The paper tackles the problem of analyzing the finite-sample behavior of TD(0) reinforcement learning under non-i.i.d. data and nonlinear function approximation, showing that with high probability, the error converges at rates matching known i.i.d. bounds, specifically with terms scaling as t^{-β/2} and t^{-ηγ} after O(1/ε^2) iterations.

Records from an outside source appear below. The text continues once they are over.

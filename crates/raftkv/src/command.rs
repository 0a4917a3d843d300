//! Replicated command format.
//!
//! A [`Command`] is encoded exactly once, on the leader that accepted the
//! client write. The resulting bytes are what travels through the Raft log;
//! every replica decodes those same bytes, so the codec must be
//! deterministic and strict.
//!
//! Wire layout: one format version byte followed by the bincode (standard
//! config) encoding of the command.

use serde::{Deserialize, Serialize};
use thiserror::Error;

/// Current command wire format version.
pub const CODEC_VERSION: u8 = 1;

/// Kind of mutation carried by a command.
#[derive(Clone, Copy, Debug, PartialEq, Eq, Serialize, Deserialize)]
pub enum Operation {
    Put,
    Delete,
}

/// A single key mutation replicated through the log.
#[derive(Clone, Debug, PartialEq, Eq, Serialize, Deserialize)]
pub struct Command {
    pub operation: Operation,
    pub key: String,
    /// Unused (empty) for deletes.
    pub value: String,
}

impl Command {
    /// Create a put command.
    pub fn put(key: impl Into<String>, value: impl Into<String>) -> Self {
        Self {
            operation: Operation::Put,
            key: key.into(),
            value: value.into(),
        }
    }

    /// Create a delete command.
    pub fn delete(key: impl Into<String>) -> Self {
        Self {
            operation: Operation::Delete,
            key: key.into(),
            value: String::new(),
        }
    }

    /// Encode this command into its replicated byte form.
    pub fn encode(&self) -> Result<Vec<u8>, EncodeError> {
        encode(self)
    }

    /// Decode a command from its replicated byte form.
    pub fn decode(bytes: &[u8]) -> Result<Self, DecodeError> {
        decode(bytes)
    }
}

/// Response produced when a command is applied to the state machine.
#[derive(Clone, Debug, PartialEq, Eq, Serialize, Deserialize)]
pub enum CommandResponse {
    /// A put was applied; `replaced` is true if the key already existed.
    Put { replaced: bool },

    /// A delete was applied; `existed` is false for deletes of absent keys.
    Delete { existed: bool },

    /// A log entry that carries no command (blank or membership).
    Noop,
}

/// Failure to encode a command.
#[derive(Debug, Error)]
#[error("failed to encode command: {0}")]
pub struct EncodeError(#[from] bincode::error::EncodeError);

/// Failure to decode a replicated payload.
#[derive(Debug, Error)]
pub enum DecodeError {
    #[error("empty command payload")]
    Empty,

    #[error("unsupported command format version {0}")]
    UnsupportedVersion(u8),

    #[error("malformed command payload: {0}")]
    Malformed(#[from] bincode::error::DecodeError),

    #[error("{0} trailing bytes after command payload")]
    TrailingBytes(usize),
}

fn config() -> bincode::config::Configuration {
    bincode::config::standard()
}

/// Encode a command into `[version][bincode body]`.
pub fn encode(cmd: &Command) -> Result<Vec<u8>, EncodeError> {
    let body = bincode::serde::encode_to_vec(cmd, config())?;
    let mut out = Vec::with_capacity(body.len() + 1);
    out.push(CODEC_VERSION);
    out.extend_from_slice(&body);
    Ok(out)
}

/// Decode bytes produced by [`encode`].
pub fn decode(bytes: &[u8]) -> Result<Command, DecodeError> {
    let (&version, body) = bytes.split_first().ok_or(DecodeError::Empty)?;
    if version != CODEC_VERSION {
        return Err(DecodeError::UnsupportedVersion(version));
    }

    let (cmd, read): (Command, usize) = bincode::serde::decode_from_slice(body, config())?;
    if read != body.len() {
        return Err(DecodeError::TrailingBytes(body.len() - read));
    }
    Ok(cmd)
}
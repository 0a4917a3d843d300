//! Raft network implementation.
//!
//! Peers reach each other over HTTP. The target address comes from the
//! [`PeerNode`] recorded in the membership config, so a node joined at
//! runtime is reachable without any static peer list.

use crate::type_config::{PeerNode, TypeConfig};
use crate::NodeId;
use openraft::error::{InstallSnapshotError, RPCError, RaftError, Unreachable};
use openraft::network::{RPCOption, RaftNetwork, RaftNetworkFactory};
use openraft::raft::{
    AppendEntriesRequest, AppendEntriesResponse, InstallSnapshotRequest, InstallSnapshotResponse,
    VoteRequest, VoteResponse,
};
use std::io;
use std::time::Duration;

/// HTTP-based network factory.
#[derive(Clone)]
pub struct HttpNetworkFactory {
    /// This node's ID.
    node_id: NodeId,
    /// Shared HTTP client for connection pooling.
    client: reqwest::Client,
}

impl HttpNetworkFactory {
    /// Create a new HTTP network factory.
    pub fn new(node_id: NodeId) -> reqwest::Result<Self> {
        let client = reqwest::Client::builder()
            .timeout(Duration::from_secs(10))
            .connect_timeout(Duration::from_secs(5))
            .pool_max_idle_per_host(10)
            .build()?;

        Ok(Self { node_id, client })
    }
}

impl std::fmt::Debug for HttpNetworkFactory {
    fn fmt(&self, f: &mut std::fmt::Formatter<'_>) -> std::fmt::Result {
        f.debug_struct("HttpNetworkFactory")
            .field("node_id", &self.node_id)
            .finish()
    }
}

/// Base URL for a Raft address, accepting either `host:port` or a full URL.
pub fn base_url(addr: &str) -> String {
    let addr = addr.trim_end_matches('/');
    if addr.starts_with("http://") || addr.starts_with("https://") {
        addr.to_string()
    } else {
        format!("http://{}", addr)
    }
}

impl RaftNetworkFactory<TypeConfig> for HttpNetworkFactory {
    type Network = HttpNetwork;

    async fn new_client(&mut self, target: NodeId, node: &PeerNode) -> Self::Network {
        tracing::debug!(from = self.node_id, to = %node, "opening raft client");
        HttpNetwork::new(target, base_url(&node.addr), self.client.clone())
    }
}

/// HTTP-based network client for communicating with a single Raft peer.
pub struct HttpNetwork {
    /// Target node ID.
    target: NodeId,
    /// Base URL for the target node (e.g., "http://localhost:5001").
    base_url: String,
    /// HTTP client.
    client: reqwest::Client,
}

impl HttpNetwork {
    /// Create a new HTTP network client for the given target node.
    pub fn new(target: NodeId, base_url: String, client: reqwest::Client) -> Self {
        Self {
            target,
            base_url,
            client,
        }
    }

    /// Send a POST request to the target node.
    async fn post<Req, Resp>(&self, endpoint: &str, request: &Req) -> Result<Resp, io::Error>
    where
        Req: serde::Serialize,
        Resp: serde::de::DeserializeOwned,
    {
        let url = format!("{}{}", self.base_url, endpoint);

        let response = self
            .client
            .post(&url)
            .json(request)
            .send()
            .await
            .map_err(|e| io::Error::new(io::ErrorKind::ConnectionRefused, e.to_string()))?;

        if !response.status().is_success() {
            let status = response.status();
            let body = response.text().await.unwrap_or_default();
            return Err(io::Error::other(format!(
                "HTTP {} from {}: {}",
                status, url, body
            )));
        }

        response
            .json()
            .await
            .map_err(|e| io::Error::new(io::ErrorKind::InvalidData, e.to_string()))
    }
}

impl Clone for HttpNetwork {
    fn clone(&self) -> Self {
        Self {
            target: self.target,
            base_url: self.base_url.clone(),
            client: self.client.clone(),
        }
    }
}

impl std::fmt::Debug for HttpNetwork {
    fn fmt(&self, f: &mut std::fmt::Formatter<'_>) -> std::fmt::Result {
        f.debug_struct("HttpNetwork")
            .field("target", &self.target)
            .field("base_url", &self.base_url)
            .finish()
    }
}

impl RaftNetwork<TypeConfig> for HttpNetwork {
    async fn append_entries(
        &mut self,
        req: AppendEntriesRequest<TypeConfig>,
        _option: RPCOption,
    ) -> Result<AppendEntriesResponse<NodeId>, RPCError<NodeId, PeerNode, RaftError<NodeId>>> {
        self.post("/raft/append_entries", &req)
            .await
            .map_err(|e| RPCError::Unreachable(Unreachable::new(&e)))
    }

    async fn install_snapshot(
        &mut self,
        req: InstallSnapshotRequest<TypeConfig>,
        _option: RPCOption,
    ) -> Result<
        InstallSnapshotResponse<NodeId>,
        RPCError<NodeId, PeerNode, RaftError<NodeId, InstallSnapshotError>>,
    > {
        self.post("/raft/install_snapshot", &req)
            .await
            .map_err(|e| RPCError::Unreachable(Unreachable::new(&e)))
    }

    async fn vote(
        &mut self,
        req: VoteRequest<NodeId>,
        _option: RPCOption,
    ) -> Result<VoteResponse<NodeId>, RPCError<NodeId, PeerNode, RaftError<NodeId>>> {
        self.post("/raft/vote", &req)
            .await
            .map_err(|e| RPCError::Unreachable(Unreachable::new(&e)))
    }
}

Temporal Difference Learning (TD(0)) is fundamental in reinforcement learning, yet its finite-sample behavior under non-i.i.d. data and nonlinear approximation remains unknown. We provide the first high-probability, finite-sample analysis of vanilla TD(0) on polynomially mixing Markov data, assuming only Holder continuity and bounded generalized gradients. This breaks with previous work, which often requires subsampling, projections, or instance-dependent step-sizes. Concretely, for mixing exponent $β> 1$, Holder continuity exponent $γ$, and step-size decay rate $η\in (1/2, 1]$, we show that, with high probability, \[ \| θ_t - θ^* \| \leq C(β, γ, η)\, t^{-β/2} + C'(γ, η)\, t^{-ηγ} \] after $t = \mathcal{O}(1/\varepsilon^2)$ iterations. These bounds match the known i.i.d. rates and hold even when initialization is nonstationary. Central to our proof is a novel discrete-time coupling that bypasses geometric ergodicity, yielding the first such guarantee for nonlinear TD(0) under realistic mixing.